- What you will do:
Output the records that follow exactly as they are written.
::: Material to process
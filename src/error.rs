//! Relay error taxonomy
//!
//! Module errors convert into [`RelayError`] at the bridge boundary.

use std::fmt;
use std::io;

use crate::config::ConfigError;
use crate::mqtt::BrokerError;
use crate::osc::ListenerError;
use crate::payload::PayloadError;

/// Crate-level error
#[derive(Debug)]
pub enum RelayError {
    /// Configuration could not be loaded or is invalid
    Config(ConfigError),
    /// Broker refused the credentials
    Auth(String),
    /// Broker connection failed or dropped
    Network(String),
    /// Local listen address could not be bound
    Bind(io::Error),
    /// Ping payload could not be decoded
    Decode(PayloadError),
    /// Publish attempted without a broker session
    NotConnected,
    /// Lifecycle operation not valid in the current state
    InvalidState(&'static str),
}

impl fmt::Display for RelayError {
    fn fmt(&self, f: &mut fmt::Formatter<'_>) -> fmt::Result {
        match self {
            RelayError::Config(e) => write!(f, "Config error: {}", e),
            RelayError::Auth(msg) => write!(f, "Authentication failed: {}", msg),
            RelayError::Network(msg) => write!(f, "Network error: {}", msg),
            RelayError::Bind(e) => write!(f, "Bind error: {}", e),
            RelayError::Decode(e) => write!(f, "Decode error: {}", e),
            RelayError::NotConnected => write!(f, "Not connected to broker"),
            RelayError::InvalidState(msg) => write!(f, "Invalid state: {}", msg),
        }
    }
}

impl std::error::Error for RelayError {}

impl From<ConfigError> for RelayError {
    fn from(e: ConfigError) -> Self {
        RelayError::Config(e)
    }
}

impl From<PayloadError> for RelayError {
    fn from(e: PayloadError) -> Self {
        RelayError::Decode(e)
    }
}

impl From<BrokerError> for RelayError {
    fn from(e: BrokerError) -> Self {
        match e {
            BrokerError::Auth(msg) => RelayError::Auth(msg),
            BrokerError::NotConnected => RelayError::NotConnected,
            BrokerError::Network(msg) | BrokerError::ConnectionLost(msg) => {
                RelayError::Network(msg)
            }
            other => RelayError::Network(other.to_string()),
        }
    }
}

impl From<ListenerError> for RelayError {
    fn from(e: ListenerError) -> Self {
        match e {
            ListenerError::Bind(_, e) => RelayError::Bind(e),
            other => RelayError::Network(other.to_string()),
        }
    }
}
::::::
- Task solution:
filename src/error.rs
//! Relay error taxonomy
//!
//! Module errors convert into [`RelayError`] at the bridge boundary.

use std::fmt;
use std::io;

use crate::config::ConfigError;
use crate::mqtt::BrokerError;
use crate::osc::ListenerError;
use crate::payload::PayloadError;

/// Crate-level error
#[derive(Debug)]
pub enum RelayError {
    /// Configuration could not be loaded or is invalid
    Config(ConfigError),
    /// Broker refused the credentials
    Auth(String),
    /// Broker connection failed or dropped
    Network(String),
    /// Local listen address could not be bound
    Bind(io::Error),
    /// Ping payload could not be decoded
    Decode(PayloadError),
    /// Publish attempted without a broker session
    NotConnected,
    /// Lifecycle operation not valid in the current state
    InvalidState(&'static str),
}

impl fmt::Display for RelayError {
    fn fmt(&self, f: &mut fmt::Formatter<'_>) -> fmt::Result {
        match self {
            RelayError::Config(e) => write!(f, "Config error: {}", e),
            RelayError::Auth(msg) => write!(f, "Authentication failed: {}", msg),
            RelayError::Network(msg) => write!(f, "Network error: {}", msg),
            RelayError::Bind(e) => write!(f, "Bind error: {}", e),
            RelayError::Decode(e) => write!(f, "Decode error: {}", e),
            RelayError::NotConnected => write!(f, "Not connected to broker"),
            RelayError::InvalidState(msg) => write!(f, "Invalid state: {}", msg),
        }
    }
}

impl std::error::Error for RelayError {}

impl From<ConfigError> for RelayError {
    fn from(e: ConfigError) -> Self {
        RelayError::Config(e)
    }
}

impl From<PayloadError> for RelayError {
    fn from(e: PayloadError) -> Self {
        RelayError::Decode(e)
    }
}

impl From<BrokerError> for RelayError {
    fn from(e: BrokerError) -> Self {
        match e {
            BrokerError::Auth(msg) => RelayError::Auth(msg),
            BrokerError::NotConnected => RelayError::NotConnected,
            BrokerError::Network(msg) | BrokerError::ConnectionLost(msg) => {
                RelayError::Network(msg)
            }
            other => RelayError::Network(other.to_string()),
        }
    }
}

impl From<ListenerError> for RelayError {
    fn from(e: ListenerError) -> Self {
        match e {
            ListenerError::Bind(_, e) => RelayError::Bind(e),
            other => RelayError::Network(other.to_string()),
        }
    }
}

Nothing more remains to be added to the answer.